また追加したポリシーがどのように動作しているか確認します。
・前提条件
→Kubernetesクラスタが構築済みであること
→Kyvernoに対応したバージョンであること
→Prometheus、Grafanaが構築済みであること(監視まで行う場合)
| Kyverno Version | Kubernetes Min | Kubernetes Max |
|---|---|---|
| 1.6.x | 1.16 | 1.23 |
| 1.7.x | 1.21 | 1.23 |
| 1.8.x | 1.23 | 1.25 |
| 1.9.x | 1.24 | 1.26 |
| 1.10.x | 1.24 | 1.26 |
| 1.11.x | 1.25 | 1.28 |
・実施内容
①Kyvernoインストール
②ポリシー追加
③監視設定
4.ポリシー追加&監視設定解説
①Kyvernoのインストール
公式ページを参考に、Kyvernoのインストールを行います。
#リポジトリ登録
$helm repo add kyverno https://kyverno.github.io/kyverno/
#アップデート
$helm repo update
#インストール先を検索
$helm search repo kyverno -l
#インストール
$helm install kyverno-policies kyverno/kyverno-policies -n kyverno
#デフォルトのポリシー追加確認
$kubectl get cpol
インストールが完了すると、デフォルトのポリシー一覧を確認することが出来ます。
・BACKGROUND:バックグラウンドスキャン中に既存のリソースにルールを適用するかどうかを制御。デフォルトは、true
・ACTION:ポリシー違反時の処理。audit と enforce を選ぶことが可能
→enforfce:ポリシー違反の場合、新規リソースの場合は、そのリソースは作成されない
→audit:ポリシー違反の場合、ClusterPolicyReport または、PolicyReport というリソースが作成される。ポリシー違反でもそのリソースは作成可能
ポリシーに関する説明はこちらから確認できます。
②ポリシー追加
今回はポッドのリソース制限違反を検知するポリシーを作成します。
公式ページにサンプルのポリシー設定が紹介されているので、そちらを利用します。
require-requests-limits.yaml
・ポリシーデプロイ
作成したポリシーをKubernetesにデプロイします。
$kubectl apply -f require-requests-limits.yaml -n kyverno
require-requests-limitsのポリシーが追加されたことが確認できました
・ポリシー機能の確認
追加したポリシーが正しく機能しているか確認します。
#require-requests-limitsが検知した数を確認
$kubectl get policyreport -A
require-requests-limitsが検知したeventの詳細を確認
$kubectl get event | grep require-requests-limits
リソース制限のポリシーが機能して、違反を検知できることが確認できました。
今回のポリシーはauditで作成しているため、リソース作成が許可されています。
リソース作成を拒否する場合は、enforfceで作成することで新規作成を拒否することが出来ます。
③監視設定
Prometheus Metricsのエンドポイントを公開しておりGrafanaで監視する
Grafana監視追加設定
公式のGrafanaでは追加したポリシー数や、ポリシーの成功割合などを確認することが出来ます。
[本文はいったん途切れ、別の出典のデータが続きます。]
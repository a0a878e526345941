use crate::config::NegotiationConfig;
use crate::error::NegotiationError;
use crate::logger::{dump_candidate, Emitter};
use crate::peer::adapter::{AdapterEvent, AdapterEvents, LocalTrack, PeerConnectionAdapter};
use crate::peer::candidates::{CandidateBuffer, RemoteCandidateQueue};
use crate::peer::ice::{analyze_candidates, resolve_ice_servers, IceServerProvider};
use crate::peer::media::MediaSource;
use crate::peer::types::{IceCandidate, IceServer, SessionDescription};
use crate::retry::RetryScheduler;
use crate::room::{RoomInfo, RoomRepository};
use crate::session::{Role, Session, SessionEvent, SessionId, SessionReport, SessionState};
use crate::signaling::{
    decode, encode, AnswerCall, EventKind, OfferCall, ResendCandidates, SignalingChannel,
    Subscription, UserAnswer,
};
use log::{debug, info, warn};
use serde_json::Value;
use std::collections::VecDeque;
use std::sync::Arc;
use tokio::sync::{mpsc, watch};
use tokio::task::JoinHandle;

/// Результат подготовки: захваченное медиа и ICE серверы
#[derive(Debug)]
pub struct Prepared {
    pub tracks: Vec<LocalTrack>,
    pub ice_servers: Vec<IceServer>,
}

/// Всё, что попадает в очередь сессии
#[derive(Debug)]
pub enum SessionInput {
    Start,
    Leave,
    Prepared(Result<Prepared, NegotiationError>),
    RoomInfo(Result<RoomInfo, NegotiationError>),
    Adapter(AdapterEvent),
    Signal { kind: EventKind, payload: Value },
    RetryFired,
    /// Подписка закрылась: соединение с relay потеряно
    ChannelLost(EventKind),
}

/// Зависимости сессии. Ничего из этого не разделяется между сессиями,
/// кроме RetryScheduler.
#[derive(Clone)]
pub struct Collaborators {
    pub adapter: Arc<dyn PeerConnectionAdapter>,
    pub channel: Arc<dyn SignalingChannel>,
    pub rooms: Arc<dyn RoomRepository>,
    pub media: Arc<dyn MediaSource>,
    pub ice: Arc<dyn IceServerProvider>,
    pub retry: RetryScheduler,
}

/// Управление сессией, запущенной через `spawn`
#[derive(Debug, Clone)]
pub struct SessionHandle {
    session_id: SessionId,
    inbox: mpsc::UnboundedSender<SessionInput>,
    state: watch::Receiver<SessionState>,
}

impl SessionHandle {
    pub fn session_id(&self) -> &SessionId {
        &self.session_id
    }

    pub fn state(&self) -> SessionState {
        *self.state.borrow()
    }

    /// Ждёт перехода в указанное состояние или завершения сессии
    pub async fn wait_for(&mut self, target: SessionState) -> SessionState {
        if let Ok(state) = self
            .state
            .wait_for(|state| *state == target || state.is_finished())
            .await
        {
            return *state;
        }
        *self.state.borrow()
    }

    pub fn leave(&self) -> Result<(), NegotiationError> {
        let state = self.state();
        if state.is_finished() {
            return Err(NegotiationError::SessionTerminated { state });
        }
        self.inbox
            .send(SessionInput::Leave)
            .map_err(|_| NegotiationError::SessionTerminated { state })
    }
}

/// Машина состояний согласования одной сессии.
///
/// Все входы идут через одну очередь и обрабатываются по одному до конца.
/// Долгие операции (медиа, ICE, комната) выполняются в отдельных задачах и
/// возвращают результат в очередь; устаревшие результаты отбрасываются.
pub struct NegotiationStateMachine {
    session: Session,
    deps: Collaborators,
    config: NegotiationConfig,
    emitter: Emitter,
    inbox_tx: mpsc::UnboundedSender<SessionInput>,
    inbox_rx: mpsc::UnboundedReceiver<SessionInput>,
    state_tx: watch::Sender<SessionState>,

    started: bool,
    local_description: Option<SessionDescription>,
    buffer: CandidateBuffer,
    remote_queue: RemoteCandidateQueue,
    remote_committed: bool,
    early_answers: VecDeque<UserAnswer>,
    empty_answers: u32,
    /// answer-call, уже отправленный джойнером (для resend-candidates)
    sent_answer: Option<Value>,
    forwarders: Vec<JoinHandle<()>>,

    retries_scheduled: u32,
    candidates_sent: usize,
    candidates_applied: usize,
    candidates_rejected: usize,
    remote_display_name: Option<String>,
    error: Option<NegotiationError>,
}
こちらのグラフでは作成されたリソースについて、実行内容やオブジェクトの種類ごとにリクエスト数などを観測できます。
また監視したい項目に合わせて、カスタマイズも可能になっています。
5.まとめ
今回はKubernetesのセキュリティ対策として、Kyvernoについて紹介させていただきました。
リソース制限についてポリシーを設定しましたが、複数のポリシーを追加することが出来るのでぜひ試してみてください。
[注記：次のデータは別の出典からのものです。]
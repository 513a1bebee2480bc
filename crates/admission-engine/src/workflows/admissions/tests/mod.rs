mod common;
mod eligibility;
mod publication;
またサンプルのポリシーが公式で公開されているので、探してみてはいかがでしょうか?
ただ公式のGrafanaだけでは、十分に監視することはできません。
例えば違反数などを監視することはできましたが、違反したポッドの詳細まで見ることはできません。
実はexporterを追加することで細かく監視することが可能になっているので、次回の監視設定カスタマイズ編で紹介したいと思います。